Cyclin-dependent kinase 20 (CDK20), also known as cell cycle-related kinase (CCRK), plays a pivotal role in hepatocellular carcinoma (HCC) progression by regulating β-catenin signaling and promoting uncontrolled proliferation. Despite its emerging significance, selective small-molecule inhibitors of CDK20 remain unexplored. In this study, a known CDK20 inhibitor, ISM042-2-048, was employed as a reference to retrieve structurally similar compounds from the PubChem database using an 85% similarity threshold. Out of 6,235 candidates, the top three compounds (153295720, 145037521, and 163292314) were shortlisted through MTiOpenScreen-based virtual screening.

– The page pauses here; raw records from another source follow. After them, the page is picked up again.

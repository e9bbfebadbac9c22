//! Per-test registry of fixture pools, one per entity kind.
//!
//! Test setup decides which pools exist; a pool that was never set up is a
//! test-authoring mistake reported as `FixtureError::PoolNotInitialized`.
//!
//! ```rust,ignore
//! let mut fixtures = FixtureRegistry::new(&platform).with_pages().with_categories();
//!
//! let page = create_page(&platform).await?;
//! fixtures.pages()?.add(page);
//!
//! fixtures.rollback().await?;
//! ```

use tracing::warn;

use crate::{
    error::FixtureError,
    fixture::{pool::FixturePool, repository::FixtureEntity},
    platform::{
        data::{
            attribute::AttributeRepository, cart::CartRepository, cart_rule::CartRuleRepository,
            category::CategoryRepository, page::PageRepository, store::StoreRepository,
        },
        model::{
            attribute::Attribute, cart::Cart, cart_rule::CartRule, category::Category, page::Page,
            store::Store,
        },
        Platform,
    },
};

/// The fixture pools of one test case.
pub struct FixtureRegistry<'a> {
    platform: &'a Platform,
    stores: Option<FixturePool<StoreRepository<'a>>>,
    pages: Option<FixturePool<PageRepository<'a>>>,
    categories: Option<FixturePool<CategoryRepository<'a>>>,
    attributes: Option<FixturePool<AttributeRepository<'a>>>,
    cart_rules: Option<FixturePool<CartRuleRepository<'a>>>,
    carts: Option<FixturePool<CartRepository<'a>>>,
}

impl<'a> FixtureRegistry<'a> {
    /// Creates a registry without any pool.
    pub fn new(platform: &'a Platform) -> Self {
        Self {
            platform,
            stores: None,
            pages: None,
            categories: None,
            attributes: None,
            cart_rules: None,
            carts: None,
        }
    }

    pub fn platform(&self) -> &'a Platform {
        self.platform
    }

    pub fn with_stores(mut self) -> Self {
        self.stores = Some(FixturePool::new(self.platform.stores()));
        self
    }

    pub fn with_pages(mut self) -> Self {
        self.pages = Some(FixturePool::new(self.platform.pages()));
        self
    }

    pub fn with_categories(mut self) -> Self {
        self.categories = Some(FixturePool::new(self.platform.categories()));
        self
    }

    pub fn with_attributes(mut self) -> Self {
        self.attributes = Some(FixturePool::new(self.platform.attributes()));
        self
    }

    pub fn with_cart_rules(mut self) -> Self {
        self.cart_rules = Some(FixturePool::new(self.platform.cart_rules()));
        self
    }

    pub fn with_carts(mut self) -> Self {
        self.carts = Some(FixturePool::new(self.platform.carts()));
        self
    }

    /// Sets up a pool for every entity kind.
    pub fn with_all_pools(self) -> Self {
        self.with_stores()
            .with_pages()
            .with_categories()
            .with_attributes()
            .with_cart_rules()
            .with_carts()
    }

    pub fn stores(&mut self) -> Result<&mut FixturePool<StoreRepository<'a>>, FixtureError> {
        initialized(self.stores.as_mut(), Store::KIND)
    }

    pub fn pages(&mut self) -> Result<&mut FixturePool<PageRepository<'a>>, FixtureError> {
        initialized(self.pages.as_mut(), Page::KIND)
    }

    pub fn categories(
        &mut self,
    ) -> Result<&mut FixturePool<CategoryRepository<'a>>, FixtureError> {
        initialized(self.categories.as_mut(), Category::KIND)
    }

    pub fn attributes(
        &mut self,
    ) -> Result<&mut FixturePool<AttributeRepository<'a>>, FixtureError> {
        initialized(self.attributes.as_mut(), Attribute::KIND)
    }

    pub fn cart_rules(
        &mut self,
    ) -> Result<&mut FixturePool<CartRuleRepository<'a>>, FixtureError> {
        initialized(self.cart_rules.as_mut(), CartRule::KIND)
    }

    pub fn carts(&mut self) -> Result<&mut FixturePool<CartRepository<'a>>, FixtureError> {
        initialized(self.carts.as_mut(), Cart::KIND)
    }

    /// Rolls back every pool that was set up, dependents first.
    ///
    /// Carts go first and store views last, since the other kinds reference store
    /// views. Every pool is rolled back even when an earlier one fails.
    ///
    /// # Returns
    /// - `Ok(())` - Every pool rolled back
    /// - `Err(FixtureError)` - The first failure; later pools were still attempted
    pub async fn rollback(&mut self) -> Result<(), FixtureError> {
        let mut first_error = None;

        if let Some(pool) = self.carts.as_mut() {
            keep_first(&mut first_error, pool.rollback().await);
        }
        if let Some(pool) = self.cart_rules.as_mut() {
            keep_first(&mut first_error, pool.rollback().await);
        }
        if let Some(pool) = self.pages.as_mut() {
            keep_first(&mut first_error, pool.rollback().await);
        }
        if let Some(pool) = self.attributes.as_mut() {
            keep_first(&mut first_error, pool.rollback().await);
        }
        if let Some(pool) = self.categories.as_mut() {
            keep_first(&mut first_error, pool.rollback().await);
        }
        if let Some(pool) = self.stores.as_mut() {
            keep_first(&mut first_error, pool.rollback().await);
        }

        match first_error {
            Some(err) => Err(err),
            None => Ok(()),
        }
    }
}

fn initialized<T>(pool: Option<T>, kind: &'static str) -> Result<T, FixtureError> {
    pool.ok_or(FixtureError::PoolNotInitialized { pool: kind })
}

fn keep_first(first_error: &mut Option<FixtureError>, result: Result<(), FixtureError>) {
    if let Err(err) = result {
        warn!("Fixture rollback failed: {}", err);
        first_error.get_or_insert(err);
    }
}

#[cfg(test)]
mod tests {
    use super::*;
    use crate::{
        builder::{create_cart, create_category, create_page, CartBuilder, StoreBuilder},
        fixture::{EntityBuilder, Repository},
        platform::testing::storefront_platform,
    };

    #[tokio::test]
    async fn missing_pool_is_not_initialized() {
        let platform = storefront_platform().await;
        let mut fixtures = FixtureRegistry::new(&platform).with_pages();

        assert!(fixtures.pages().is_ok());
        assert!(matches!(
            fixtures.carts(),
            Err(FixtureError::PoolNotInitialized { pool: "cart" })
        ));
    }

    #[tokio::test]
    async fn rolls_back_every_pool() -> Result<(), FixtureError> {
        let platform = storefront_platform().await;
        let mut fixtures = FixtureRegistry::new(&platform).with_all_pools();

        let store = StoreBuilder::new(platform.stores()).build().await?;
        let cart = CartBuilder::new(platform.carts())
            .with_store_id(store.id)
            .with_item("simple-1", 1.0)
            .build()
            .await?;
        let page = create_page(&platform).await?;
        let category = create_category(&platform).await?;

        fixtures.stores()?.add(store.clone());
        fixtures.carts()?.add(cart.clone());
        fixtures.pages()?.add(page.clone());
        fixtures.categories()?.add(category.clone());

        fixtures.rollback().await?;

        assert!(fixtures.carts()?.is_empty());
        assert!(platform.stores().get_by_id(store.id).await.unwrap_err().is_not_found());
        assert!(platform.carts().get_by_id(cart.model.id).await.unwrap_err().is_not_found());
        assert!(platform.pages().get_by_id(page.model.id).await.unwrap_err().is_not_found());
        assert!(platform
            .categories()
            .get_by_id(category.model.id)
            .await
            .unwrap_err()
            .is_not_found());

        fixtures.rollback().await?;

        Ok(())
    }

    #[tokio::test]
    async fn tolerates_entities_deleted_elsewhere() -> Result<(), FixtureError> {
        let platform = storefront_platform().await;
        let mut fixtures = FixtureRegistry::new(&platform).with_carts().with_stores();

        let store = StoreBuilder::new(platform.stores()).build().await?;
        let cart = create_cart(&platform).await?;
        fixtures.stores()?.add(store.clone());
        fixtures.carts()?.add(cart.clone());

        platform.carts().delete(&cart).await?;
        fixtures.rollback().await?;

        assert!(!platform.secure_area().is_registered());
        assert!(platform.stores().get_by_id(store.id).await.unwrap_err().is_not_found());

        Ok(())
    }

    #[test]
    fn keeps_first_rollback_error() {
        let mut first_error = None;

        keep_first(&mut first_error, Ok(()));
        keep_first(
            &mut first_error,
            Err(FixtureError::PoolLookup {
                key: "first".to_string(),
            }),
        );
        keep_first(
            &mut first_error,
            Err(FixtureError::PoolNotInitialized { pool: "page" }),
        );

        assert!(matches!(
            first_error,
            Some(FixtureError::PoolLookup { ref key }) if key == "first"
        ));
    }
}
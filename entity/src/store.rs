use sea_orm::entity::prelude::*;

/// A store view, the scope along which per-store values are kept.
///
/// Store `0` is the admin scope holding default values.
#[derive(Clone, Debug, PartialEq, Eq, DeriveEntityModel)]
#[sea_orm(table_name = "store")]
pub struct Model {
    #[sea_orm(primary_key)]
    pub id: i32,
    #[sea_orm(unique)]
    pub code: String,
    pub name: String,
    pub sort_order: i32,
    pub is_active: bool,
}

#[derive(Copy, Clone, Debug, EnumIter, DeriveRelation)]
pub enum Relation {}

impl ActiveModelBehavior for ActiveModel {}
use sea_orm::entity::prelude::*;

/// A catalog category.
///
/// `path` lists the ids from the top-level ancestor down to this category,
/// separated by `/`. Values kept here are the default (admin) scope values;
/// per-store overrides live in `category_store_value`.
#[derive(Clone, Debug, PartialEq, Eq, DeriveEntityModel)]
#[sea_orm(table_name = "category")]
pub struct Model {
    #[sea_orm(primary_key)]
    pub id: i32,
    pub parent_id: Option<i32>,
    pub path: String,
    pub level: i32,
    pub position: i32,
    pub name: String,
    pub url_key: String,
    #[sea_orm(column_type = "Text", nullable)]
    pub description: Option<String>,
    pub is_active: bool,
}

#[derive(Copy, Clone, Debug, EnumIter, DeriveRelation)]
pub enum Relation {
    #[sea_orm(
        belongs_to = "Entity",
        from = "Column::ParentId",
        to = "Column::Id",
        on_update = "Cascade",
        on_delete = "Cascade"
    )]
    SelfRef,
}

impl ActiveModelBehavior for ActiveModel {}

Geometry optimizations using density functional theory (B3LYP/cc-pVDZ) refined each ligand's electronic properties before re-docking against the AlphaFold-derived CDK20 structure. 153295720 exhibited the highest binding affinity (- 11.8 kcal/mol), engaging critical active-site residues such as Met, Lys, Ala, and Asp through polar and hydrophobic interactions. Molecular dynamics simulations (500 ns) confirmed the complex's structural stability, with 153295720 showing the lowest RMSD and RMSF fluctuations and highly persistent hydrogen bonding. MM/GBSA analysis further supported its superiority, revealing the most favorable binding energy (- 69.09 ± 8.29 kcal/mol), dominated by van der Waals and electrostatic interactions. Free energy landscape analysis revealed a single dominant basin, and superimposition of MD-derived minima with the docked pose yielded an RMSD of 1.464 Å, supporting pose fidelity. Comparatively, the reference compound displayed greater conformational drift and reduced energetic convergence. This integrative computational approach establishes 153295720 as a structurally and dynamically superior inhibitor, capable of stabilizing key catalytic residues of CDK20. These findings provide a rational basis for the biochemical targeting of CDK20 in HCC and highlight residues essential for selective inhibition, paving the way for experimental validation and lead optimization.